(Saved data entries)

//! In-memory content-addressed archiver.
//!
//! Objects are bincode-encoded and stored under the blake3 digest of their
//! encoding, so pushing identical content twice yields the same handle and
//! writes nothing new. The scheduled interface runs a small pool of worker
//! threads over the shared task queue.

use std::collections::{HashMap, HashSet};
use std::marker::PhantomData;
use std::sync::atomic::{AtomicBool, Ordering};
use std::sync::Arc;
use std::thread::JoinHandle;
use std::time::Duration;

use bincode::Options;
use parking_lot::Mutex;
use serde::de::DeserializeOwned;
use serde::Serialize;
use tracing::trace;

use crate::error::{Error, Result};
use crate::exec::{CompletionQueue, ErrorMap, ProgressTracker, Scheduler, TaskQueue};
use crate::serial::{Archiver, BatchArchiver, Meta, PullTask, PushTask, ScheduledArchiver};

type Store = Arc<Mutex<HashMap<Meta, Vec<u8>>>>;

pub struct MemoryArchiver<T> {
    store: Store,
    serializer: bincode::DefaultOptions,
    workers: usize,
    rejected: Arc<Mutex<HashSet<Meta>>>,
    tracker: Option<Arc<dyn ProgressTracker>>,
    phantom: PhantomData<fn(T) -> T>,
}

impl<T> MemoryArchiver<T> {
    pub fn new() -> MemoryArchiver<T> {
        MemoryArchiver {
            store: Arc::new(Mutex::new(HashMap::new())),
            serializer: bincode::DefaultOptions::new(),
            workers: 4,
            rejected: Arc::new(Mutex::new(HashSet::new())),
            tracker: None,
            phantom: PhantomData,
        }
    }

    pub fn with_workers(mut self, workers: usize) -> MemoryArchiver<T> {
        self.workers = workers.max(1);
        self
    }

    pub fn with_tracker(mut self, tracker: Arc<dyn ProgressTracker>) -> MemoryArchiver<T> {
        self.tracker = Some(tracker);
        self
    }

    /// Number of distinct objects currently stored.
    pub fn len(&self) -> usize {
        self.store.lock().len()
    }

    pub fn is_empty(&self) -> bool {
        self.store.lock().is_empty()
    }

    /// Make every future pull of `meta` fail with a task abort. Lets
    /// callers rehearse partial-failure paths against a real scheduler.
    pub fn reject_pulls(&self, meta: Meta) {
        self.rejected.lock().insert(meta);
    }

    /// Lift a [`MemoryArchiver::reject_pulls`] fault again.
    pub fn permit_pulls(&self, meta: &Meta) {
        self.rejected.lock().remove(meta);
    }
}

impl<T> Default for MemoryArchiver<T> {
    fn default() -> Self {
        MemoryArchiver::new()
    }
}

fn fetch<T: DeserializeOwned>(
    store: &Store,
    rejected: &Mutex<HashSet<Meta>>,
    task: &mut PullTask<T>,
) -> Result<()> {
    if rejected.lock().contains(&task.meta) {
        return Err(Error::abort_msg(format!("pull rejected: {:?}", task.meta)));
    }
    let bytes = store
        .lock()
        .get(&task.meta)
        .cloned()
        .ok_or_else(|| Error::abort_msg(format!("no object stored under {:?}", task.meta)))?;
    let data: T = bincode::DefaultOptions::new().deserialize(&bytes)?;
    task.data = Some(data);
    Ok(())
}

impl<T> Archiver<T> for MemoryArchiver<T>
where
    T: Serialize + DeserializeOwned + Send + 'static,
{
    fn pull(&self, task: &mut PullTask<T>) -> Result<()> {
        fetch(&self.store, &self.rejected, task)
    }

    fn push(&self, task: &mut PushTask<T>) -> Result<()> {
        let bytes = self.serializer.serialize(&task.data)?;
        let meta = Meta(blake3::hash(&bytes).as_bytes().to_vec());
        // Identical content is already stored under the same digest, so a
        // repeated push only hands back the existing handle.
        self.store.lock().entry(meta.clone()).or_insert(bytes);
        task.meta = Some(meta);
        Ok(())
    }
}

impl<T> BatchArchiver<T> for MemoryArchiver<T>
where
    T: Serialize + DeserializeOwned + Send + 'static,
{
    fn tracker(&self) -> Option<Arc<dyn ProgressTracker>> {
        self.tracker.clone()
    }
}

impl<T> ScheduledArchiver<T> for MemoryArchiver<T>
where
    T: Serialize + DeserializeOwned + Ord + Send + 'static,
{
    fn pull_schedule(
        &self,
        tasks: Arc<TaskQueue<PullTask<T>>>,
        completed: Arc<CompletionQueue<PullTask<T>>>,
        errors: Arc<ErrorMap<PullTask<T>>>,
    ) -> Box<dyn Scheduler> {
        let served: Arc<Mutex<HashSet<u64>>> = Arc::new(Mutex::new(HashSet::new()));
        let mut handles = Vec::with_capacity(self.workers);
        for worker in 0..self.workers {
            let tasks = tasks.clone();
            let completed = completed.clone();
            let errors = errors.clone();
            let served = served.clone();
            let store = self.store.clone();
            let rejected = self.rejected.clone();
            handles.push(std::thread::spawn(move || loop {
                let mut task = match tasks.poll(Duration::from_millis(50)) {
                    Some(task) => task,
                    None => {
                        if tasks.is_closed() {
                            return;
                        }
                        continue;
                    }
                };
                let duplicate = !served.lock().insert(task.tag);
                if duplicate {
                    trace!(worker, tag = task.tag, "duplicate pull eliminated");
                    errors.put(task, Error::TaskComplete);
                } else {
                    match fetch(&store, &rejected, &mut task) {
                        Ok(()) => completed.put(task),
                        Err(e) => errors.put(task, e),
                    }
                }
                // The deposit above must be visible before the in-flight
                // count drops, or the driver could observe a quiet pool
                // with work still missing.
                tasks.task_done();
            }));
        }
        Box::new(PoolScheduler {
            tasks,
            handles: Mutex::new(handles),
            closed: AtomicBool::new(false),
        })
    }
}

struct PoolScheduler<T> {
    tasks: Arc<TaskQueue<PullTask<T>>>,
    handles: Mutex<Vec<JoinHandle<()>>>,
    closed: AtomicBool,
}

impl<T: Send + 'static> Scheduler for PoolScheduler<T> {
    fn is_active(&self) -> bool {
        self.tasks.in_flight() > 0
    }

    fn close(&self) {
        if self.closed.swap(true, Ordering::SeqCst) {
            return;
        }
        self.tasks.close();
        for handle in self.handles.lock().drain(..) {
            let _ = handle.join();
        }
    }
}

Requirement: Please copy every line in the entries where "return" appears.

Answer space:
        return Err(Error::abort_msg(format!("pull rejected: {:?}", task.meta)));
                            return;
            return;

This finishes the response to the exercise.